On 28 June 2018 the Competition and Markets Authority (“CMA”) launched enforcement action against hotel booking websites which it considered may have been breaking consumer protection law. Action was taken following concerns that these booking websites were misleading people by making rooms seem more popular than they were in reality, stopping them from finding the best deal and potentially breaking consumer protection law.

However, on 6 February 2019, the sites Booking.com, Expedia, ebookers, Hotels.com, trivago N.V. and Agoda Company Pte. Ltd provided undertakings to change their practices by 1 September 2019.

All companies have agreed to:

  • make changes to their search results to make it clearer how hotels are ranked (including whether this is affected by receipt of commission)
  • not to give a false impression of the availability of a hotel;
  • only promote deals which are actually available (for example by not making price comparisons based on a higher rate which is not applicable to the dates the consumer is looking at); and
  • display all compulsory charges such as taxes in the headline price.

The CMA will monitor compliance with these undertakings and has confirmed that it will write to other major online travel agencies, meta-search engines and hotel groups, setting out standards which are expected from them.

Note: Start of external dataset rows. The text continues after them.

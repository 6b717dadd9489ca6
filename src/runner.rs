// src/runner.rs
// Top-level pipeline: fetch → resolve → merge → persist → export.
// Nothing is written unless a value was resolved, so a failed run leaves both
// the history file and the workbook exactly as they were.

use std::path::PathBuf;

use chrono::{NaiveDateTime, Utc};
use log::{error, info};

use crate::{
    error::ScrapeError,
    net,
    params::{DATA_DIR, HISTORY_FILE, PRESENCIA_URL, TICKER, TIMEZONE, WORKBOOK_FILE},
    resolve,
    store::{self, PresenceRecord},
    xlsx,
};

/// Run one full collection pass. `now` overrides the recorded moment;
/// by default the record is dated with today's date in America/Santiago.
pub fn run(now: Option<NaiveDateTime>) -> Result<PresenceRecord, ScrapeError> {
    let moment = now.unwrap_or_else(|| Utc::now().with_timezone(&TIMEZONE).naive_local());

    let html = match net::fetch_html(PRESENCIA_URL) {
        Ok(html) => html,
        Err(e) => {
            error!("Unable to retrieve presence information: {e}");
            return Err(e);
        }
    };

    let Some(presence) = resolve::extract_presence_value(&html, TICKER) else {
        error!("Presence value for {TICKER} could not be found in the downloaded page");
        return Err(ScrapeError::ValueNotFound {
            ticker: TICKER.into(),
        });
    };

    let record = PresenceRecord::from_datetime(moment, presence);
    let history_path = PathBuf::from(DATA_DIR).join(HISTORY_FILE);
    let workbook_path = PathBuf::from(DATA_DIR).join(WORKBOOK_FILE);

    let history = store::load_history(&history_path)?;
    let updated = store::merge_record(&history, record.clone());
    store::save_history(&updated, &history_path)?;
    xlsx::write_workbook(&updated, &workbook_path)?;

    info!(
        "Stored presence value {} for {}",
        record.presence, record.date
    );
    Ok(record)
}
// src/store.rs
// Presence history: one record per calendar date, kept sorted ascending.
// Persisted as a JSON array of {date, presence}; a missing file is simply an
// empty history.

use std::{fs, path::Path};

use chrono::NaiveDateTime;
use serde::{Deserialize, Serialize};

use crate::error::ScrapeError;

/// One collected data point. `date` is an ISO-8601 calendar date; `presence`
/// is the raw value as published (typically something like "87%").
#[derive(Debug, Clone, PartialEq, Eq, Serialize, Deserialize)]
pub struct PresenceRecord {
    pub date: String,
    pub presence: String,
}

impl PresenceRecord {
    pub fn from_datetime(moment: NaiveDateTime, presence: impl Into<String>) -> Self {
        Self {
            date: moment.date().format("%Y-%m-%d").to_string(),
            presence: presence.into(),
        }
    }
}

pub fn load_history(path: &Path) -> Result<Vec<PresenceRecord>, ScrapeError> {
    if !path.exists() {
        return Ok(Vec::new());
    }
    let text = fs::read_to_string(path)?;
    Ok(serde_json::from_str(&text)?)
}

pub fn save_history(records: &[PresenceRecord], path: &Path) -> Result<(), ScrapeError> {
    if let Some(parent) = path.parent() {
        if !parent.as_os_str().is_empty() {
            fs::create_dir_all(parent)?;
        }
    }
    fs::write(path, serde_json::to_string_pretty(records)?)?;
    Ok(())
}

/// Merge `new` into `records`: a record with the same date is replaced in
/// place, otherwise `new` is appended. The result is re-sorted ascending by
/// date string (lexical order on ISO dates is chronological), so insertion
/// position never shows in the output. Idempotent.
pub fn merge_record(records: &[PresenceRecord], new: PresenceRecord) -> Vec<PresenceRecord> {
    let mut merged = Vec::with_capacity(records.len() + 1);
    let mut found = false;
    for record in records {
        if record.date == new.date {
            merged.push(new.clone());
            found = true;
        } else {
            merged.push(record.clone());
        }
    }
    if !found {
        merged.push(new);
    }
    merged.sort_by(|a, b| a.date.cmp(&b.date));
    merged
}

In light of this investigation, we provide a reminder of some of the practices which are likely to be deemed unfair, misleading or aggressive under consumer protection regulations, in the context of the the travel and tourism industry.

Unfair practices

  • Low-price promotions supported by insufficient stock: for example, offering a deluxe double room for two at a price of £59 per night (usual price £159.00 per night) using an e-mail marketing campaign sent to 5,000 customers for a hotel which has only 2 deluxe double rooms available under the promotion.
  • Limited time offers which last for longer than the time advertised: for example, offering discount codes to customers making hotel bookings which are advertised as being available only for the next 2 days, but which are in fact part of an ongoing promotion intended to continue for several months.
  • Advertising consumer rights as being a unique selling point of the provider’s service: for example, offering a 14 day, no obligation, free cancellation period for hotel bookings, as an exclusive benefit of the provider’s website. Website sales are usually subject to a 14 day cooling-off period for consumers under existing legislation. An ecommerce website provider is therefore legally required to offer a 14 day cancellation period in most circumstances. It has been deemed unfair to promote consumer rights obligations (which a provider is legally obliged to provide) as a sales benefit

Misleading practices

  • Providing false information or information which is untruthful or likely to deceive: For example, advertising a hotel with mutliple room types but only including photographs of the most attractive rooms and incorrectly labelling those photographs with the names of less attractive rooms.
  • Omitting or hiding material information: for example, concealing that a website is affiliated with particular hotels and as such it will not offer a comprehensive list of hotel searches made by visitors to its site. 

Aggressive practices

  • Imparing the consumer’s freedom of choice through coercion or undue influence: for example, using website cookie data to track a consumers repeated searches for the same holiday destination, hotel or flight information and then using this information to increase the price of the same product or to falsly advertise an increased scarcity of a product or service with wording such as “hotels in this area are going fast” or “78 people have viewed this hotel in the last hour” to pressure the consumer into booking the hotel.

Conclusion

This recent CMA enforcement emphasises the importance of ensuring consumer practices are fair. The CMA is alert to the issue and now more than ever it is important to ensure compliance with consumer protection regulations. Steps to take in relation to this might include:

  • Reviewing customer complaints and feedback to determine if they are misunderstanding parts of the website in a way which could be considered misleading;
  • Reviewing privacy statements and cookie policies;
  • ensuring marketing campaigns are based on legitimate offers supported by sufficient stock to reasonably reflect the likely demand for those offers; and
  • avoiding the use of false statements such as stating that an offer is ‘exclusive’ when it is actually available more widely.